Le désert de Syrie, scène de la bataille finale.

Pour l’Amérique qui voit le monde à travers la lunette de ses intérêts propres, ce qui se passe aujourd’hui au Moyen-Orient a valeur de test : il s’agit de vérifier quelle stratégie convient le mieux à une superpuissance en déclin qui peine à se tenir debout : entre 2000 et 2007, Obama, dépité par les revers irakien et afghan des États-Unis, avait été amené à opter pour la stratégie dite de « participation aux événements » en lieu et place de celle baptisée « gestion des événements » qu’avait légué les années Bush à la postérité. En apprenti politicien, le président milliardaire Trump semble osciller, lui, entre ces deux modèles stratégiques.

1. En Syrie, la méga victoire que fut la libération d’Alep a changé la donne en faveur de l’axe de la Résistance.
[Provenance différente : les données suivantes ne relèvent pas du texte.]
//! Lookups composed from registered operations

use super::invoke::registered_call;
use crate::dispatch::CallOutcome;
use crate::error::Result;
use crate::util::{filter_by_key, first_item_if_exists, is_empty_response};
use crate::validate::running_operation_id;
use crate::wrapper::CdpWrapper;
use serde_json::{Map, Value};

const CONFLICT: &str = "CONFLICT";

fn single(key: &str, value: impl Into<Value>) -> Map<String, Value> {
    let mut params = Map::new();
    params.insert(key.to_string(), value.into());
    params
}

impl CdpWrapper {
    async fn invoke_value(
        &self,
        service: &str,
        operation: &str,
        params: Map<String, Value>,
    ) -> Result<Option<Value>> {
        self.invoke(service, operation, params).await?.into_value()
    }

    /// First credential listed under `name`, `None` when there is none
    pub async fn describe_credential(&self, name: &str) -> Result<Option<Value>> {
        let listed = self
            .invoke_value("environments", "list_credentials", single("credentialName", name))
            .await?;
        Ok(listed
            .filter(|l| !is_empty_response(l))
            .map(first_item_if_exists))
    }

    pub async fn describe_proxy_config(&self, name: &str) -> Result<Option<Value>> {
        let listed = self
            .invoke_value("environments", "list_proxy_configs", single("proxyConfigName", name))
            .await?;
        Ok(listed
            .filter(|l| !is_empty_response(l))
            .map(first_item_if_exists))
    }

    /// CRNs of the given users, or of every user when none are named
    pub async fn gather_users(&self, users: &[String]) -> Result<Option<Vec<Value>>> {
        let params = if users.is_empty() {
            Map::new()
        } else {
            single("userIds", users.to_vec())
        };
        let listed = self.invoke_value("iam", "list_users", params).await?;
        Ok(listed.map(|users| {
            users
                .as_array()
                .map(|items| filter_by_key(items, "crn"))
                .unwrap_or_default()
        }))
    }

    /// Start a user sync, or track the one already running
    pub async fn sync_users(&self, environments: &[String]) -> Result<Option<Value>> {
        let mut call = registered_call("environments", "sync_all_users", Map::new())?.return_error();
        if !environments.is_empty() {
            call = call.param("environmentNames", environments.to_vec());
        }

        match self.call(call).await? {
            CallOutcome::Error(error) => {
                if error.error_code.as_deref() == Some(CONFLICT) && !self.config.strict_errors {
                    if let Some(id) = running_operation_id(&error.violations_text()) {
                        self.warn(format!(
                            "Sync All Users Operation already running, tracking existing job {}",
                            id
                        ));
                        return self.sync_status(&id).await;
                    }
                }
                self.raise(error)?;
                Ok(None)
            },
            outcome => outcome.into_value(),
        }
    }

    pub async fn sync_status(&self, operation_id: &str) -> Result<Option<Value>> {
        self.invoke_value("environments", "sync_status", single("operationId", operation_id))
            .await
    }
}
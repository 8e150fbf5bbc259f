//! Convergence Poller
//!
//! Repeatedly describes an object until its status reaches one of the accepted
//! states, lands in a known failure state, or the timeout runs out.

use crate::dispatch::ServiceCall;
use crate::error::{CdpError, Result};
use crate::states::{StateSet, FAILED_STATES};
use crate::util::{get_path, parse_path};
use crate::wrapper::CdpWrapper;
use serde_json::{Map, Value};
use std::future::Future;
use std::time::Duration;
use tokio::time::Instant;

/// Probed in order when no status path is given
const DEFAULT_STATUS_CANDIDATES: &[&[&str]] = &[
    &["status"],          // datalake, dw, opdb, datahub
    &["instanceStatus"],  // ml
    &["status", "state"], // df
];

/// Fields that may explain a failure state, in order of preference
const FAILURE_REASON_FIELDS: &[&str] = &["statusReason", "failureMessage"];

pub const DEFAULT_DELAY: Duration = Duration::from_secs(15);
pub const DEFAULT_TIMEOUT: Duration = Duration::from_secs(3600);

/// Where the status lives in a describe response
#[derive(Debug, Clone, PartialEq, Eq)]
pub enum StatusField {
    /// Probe the known status locations
    Heuristic,
    /// Nested key path
    Path(Vec<String>),
}

impl StatusField {
    /// Dot-notation path, `status.state`
    pub fn path(path: &str) -> Self {
        StatusField::Path(parse_path(path))
    }

    fn describe(&self) -> String {
        match self {
            StatusField::Heuristic => "<default>".to_string(),
            StatusField::Path(path) => path.join("."),
        }
    }
}

/// Poll settings
#[derive(Debug, Clone)]
pub struct WaitSpec {
    pub field: StatusField,
    /// Accepted states; `None` means the object no longer exists
    pub states: Vec<Option<String>>,
    pub delay: Duration,
    pub timeout: Duration,
    pub ignore_failures: bool,
}

impl Default for WaitSpec {
    fn default() -> Self {
        Self {
            field: StatusField::Path(vec!["status".to_string()]),
            states: Vec::new(),
            delay: DEFAULT_DELAY,
            timeout: DEFAULT_TIMEOUT,
            ignore_failures: false,
        }
    }
}

impl WaitSpec {
    pub fn new() -> Self {
        Self::default()
    }

    pub fn until(mut self, state: impl Into<String>) -> Self {
        self.states.push(Some(state.into()));
        self
    }

    pub fn until_set(mut self, states: StateSet) -> Self {
        self.states
            .extend(states.states().iter().map(|s| Some(s.to_string())));
        self
    }

    /// Accept the object disappearing
    pub fn until_gone(mut self) -> Self {
        self.states.push(None);
        self
    }

    pub fn field(mut self, field: StatusField) -> Self {
        self.field = field;
        self
    }

    pub fn delay(mut self, delay: Duration) -> Self {
        self.delay = delay;
        self
    }

    pub fn timeout(mut self, timeout: Duration) -> Self {
        self.timeout = timeout;
        self
    }

    pub fn ignore_failures(mut self) -> Self {
        self.ignore_failures = true;
        self
    }

    fn accepts_gone(&self) -> bool {
        self.states.iter().any(Option::is_none)
    }

    fn accepts(&self, status: &str) -> bool {
        self.states.iter().flatten().any(|s| s == status)
    }

    fn describe_states(&self) -> String {
        let states: Vec<&str> = self
            .states
            .iter()
            .map(|s| s.as_deref().unwrap_or("None"))
            .collect();
        format!("[{}]", states.join(", "))
    }
}

fn render_params(params: &Map<String, Value>) -> String {
    Value::Object(params.clone()).to_string()
}

/// Last non-null reason field wins, so `failureMessage` beats `statusReason`
fn failure_reason(response: &Value) -> String {
    FAILURE_REASON_FIELDS
        .iter()
        .rev()
        .find_map(|field| response.get(*field).filter(|v| !v.is_null()))
        .map(|reason| match reason {
            Value::String(s) => s.clone(),
            other => other.to_string(),
        })
        .unwrap_or_else(|| "None provided".to_string())
}

/// Resolve the current status. `Err` when no default candidate root is present.
fn resolve_status(response: &Value, field: &StatusField) -> std::result::Result<Option<String>, String> {
    let as_status = |v: &Value| v.as_str().map(str::to_string);

    match field {
        StatusField::Path(path) => Ok(get_path(response, path.as_slice()).and_then(as_status)),
        StatusField::Heuristic => {
            let present = DEFAULT_STATUS_CANDIDATES
                .iter()
                .any(|candidate| response.get(candidate[0]).is_some());
            if !present {
                return Err(format!(
                    "Could not determine default status field in response {}",
                    response
                ));
            }

            // Only string values count, so a nested `status` object falls
            // through to `status.state`
            Ok(DEFAULT_STATUS_CANDIDATES
                .iter()
                .find_map(|candidate| get_path(response, *candidate).and_then(as_status)))
        },
    }
}

impl CdpWrapper {
    /// Poll `describe` until the status is accepted, fails, or time runs out.
    ///
    /// Returns the last describe response on success, `None` when the object
    /// is gone and that was accepted, or when the error sink absorbed a
    /// timeout.
    pub async fn wait_for_state<F, Fut>(
        &self,
        label: &str,
        mut describe: F,
        params: &Map<String, Value>,
        spec: &WaitSpec,
    ) -> Result<Option<Value>>
    where
        F: FnMut(Map<String, Value>) -> Fut,
        Fut: Future<Output = Result<Option<Value>>>,
    {
        tracing::info!(
            "Waiting for {} on params [{}] to have field {} with state {}",
            label,
            render_params(params),
            spec.field.describe(),
            spec.describe_states()
        );

        let started = Instant::now();
        while started.elapsed() < spec.timeout {
            match describe(params.clone()).await? {
                None if spec.accepts_gone() => return Ok(None),
                None => tracing::info!("Waiting for {} to return an object", label),
                Some(current) => {
                    let status = match resolve_status(&current, &spec.field) {
                        Ok(status) => status,
                        Err(message) => {
                            self.raise(CdpError::generic(message))?;
                            None
                        },
                    };

                    match status {
                        None => tracing::info!(
                            "Waiting to find field {} in {} response",
                            spec.field.describe(),
                            label
                        ),
                        Some(status) if spec.accepts(&status) => {
                            tracing::info!("{} reached {}", label, status);
                            return Ok(Some(current));
                        },
                        Some(status) if FAILED_STATES.contains(&status) => {
                            if spec.ignore_failures {
                                // Keeps polling rather than returning
                                self.warn(format!(
                                    "Ignored Failure status '{}' while waiting",
                                    status
                                ));
                            } else {
                                self.raise(CdpError::failed_state(format!(
                                    "Function {} with params [{}] encountered failed state {} with reason {}",
                                    label,
                                    render_params(params),
                                    status,
                                    failure_reason(&current)
                                )))?;
                            }
                        },
                        Some(status) => tracing::info!(
                            "Waiting for change in {}: [{}], current is {}: {}",
                            label,
                            render_params(params),
                            spec.field.describe(),
                            status
                        ),
                    }
                },
            }

            tokio::time::sleep(spec.delay).await;
        }

        self.raise(CdpError::timeout(format!(
            "Timeout waiting for function {} with params [{}] to return field {} with state {}",
            label,
            render_params(params),
            spec.field.describe(),
            spec.describe_states()
        )))?;
        Ok(None)
    }

    /// Poll a describe-style service call
    pub async fn wait_for_call(&self, describe: ServiceCall, spec: &WaitSpec) -> Result<Option<Value>> {
        let label = format!("{}.{}", describe.service, describe.operation);
        let params = describe.params.clone();

        self.wait_for_state(
            &label,
            |params| {
                let mut call = describe.clone();
                call.params = params;
                async move { self.call(call).await?.into_value() }
            },
            &params,
            spec,
        )
        .await
    }
}
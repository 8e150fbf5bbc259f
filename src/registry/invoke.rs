//! Registry front-end
//!
//! Turns an [`OperationDef`] plus caller parameters into a [`ServiceCall`].

use super::table::{get_operation, OperationDef};
use crate::cdp::RawError;
use crate::dispatch::{CallOutcome, ServiceCall};
use crate::error::{normalize, CdpError, Result};
use crate::validate::{validate_crn, validate_name, CRN_PREFIX};
use crate::wrapper::CdpWrapper;
use serde_json::{Map, Value};
use std::path::PathBuf;

fn check_crns(def: &OperationDef, params: &Map<String, Value>) -> Result<()> {
    for check in &def.crn {
        let value = params.get(&check.param).and_then(Value::as_str);
        if value.is_none() && check.optional {
            continue;
        }
        validate_crn(value, check.kind)?;
    }
    Ok(())
}

fn check_names(def: &OperationDef, params: &Map<String, Value>) -> Result<()> {
    for check in &def.names {
        if let Some(name) = params.get(&check.param).and_then(Value::as_str) {
            validate_name(check.kind, name)?;
        }
    }
    Ok(())
}

fn build_call(
    service: &str,
    operation: &str,
    def: &OperationDef,
    mut params: Map<String, Value>,
) -> Result<ServiceCall> {
    let mut call = ServiceCall::new(service, operation).squelch_all(def.squelch.iter().cloned());
    if let Some(field) = &def.result_field {
        call = call.field(field.as_str());
    }
    if !def.scrub {
        call = call.no_scrub();
    }

    if let Some(redirect) = &def.redirect {
        let Some(body) = params
            .remove(&redirect.body_param)
            .and_then(|v| v.as_str().map(PathBuf::from))
        else {
            return Err(CdpError::usage(format!(
                "{}.{} requires the file path parameter '{}'",
                service, operation, redirect.body_param
            )));
        };

        let headers: Map<String, Value> = redirect
            .headers
            .iter()
            .map(|(header, param)| (header.clone(), params.remove(param).unwrap_or(Value::Null)))
            .collect();
        call = call.redirect(headers, body);
    }

    Ok(call.params(params))
}

/// Build the call for a registered operation, validating CRNs first
pub fn registered_call(
    service: &str,
    operation: &str,
    params: Map<String, Value>,
) -> Result<ServiceCall> {
    let Some(def) = get_operation(service, operation) else {
        return Err(normalize(RawError::UnknownOperation {
            service: service.to_string(),
            operation: operation.to_string(),
        }));
    };

    check_crns(def, &params)?;
    check_names(def, &params)?;
    build_call(service, operation, def, params)
}

impl CdpWrapper {
    /// Invoke a registered operation by service and name
    pub async fn invoke(
        &self,
        service: &str,
        operation: &str,
        params: Map<String, Value>,
    ) -> Result<CallOutcome> {
        let call = registered_call(service, operation, params)?;
        self.call(call).await
    }

    /// CRNs pass through; names are looked up through `describe_environment`
    pub async fn resolve_environment_crn(&self, environment: &str) -> Result<Option<String>> {
        if environment.starts_with(CRN_PREFIX) {
            return Ok(Some(environment.to_string()));
        }

        let mut params = Map::new();
        params.insert("environmentName".to_string(), Value::from(environment));
        let described = self
            .invoke("environments", "describe_environment", params)
            .await?
            .into_value()?;

        Ok(described
            .as_ref()
            .and_then(|env| env.get("crn"))
            .and_then(Value::as_str)
            .map(str::to_string))
    }
}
Le terrorisme défait, l’armée syrienne et surtout son allié, le Hezbollah, ont pu goûter à cette victoire décisive sous les yeux ahuris d’un Israël dont le Premier ministre Netanyahu s’est rendu précipitamment à Washington (en décembre 2016) pour évoquer en compagnie du président élu le danger qu’une telle victoire faisait courir aux intérêts israéliens. On se rappelle en effet la promesse de Nasrallah, datant de cette même période, selon laquelle la libération d’Alep serait suivie par celle de Raqqa, d’Idlib et de Deir ez-Zor, par un effet domino et que ce serait par la suite le tour du « Golan occupé » d’être arraché des griffes d’Israël..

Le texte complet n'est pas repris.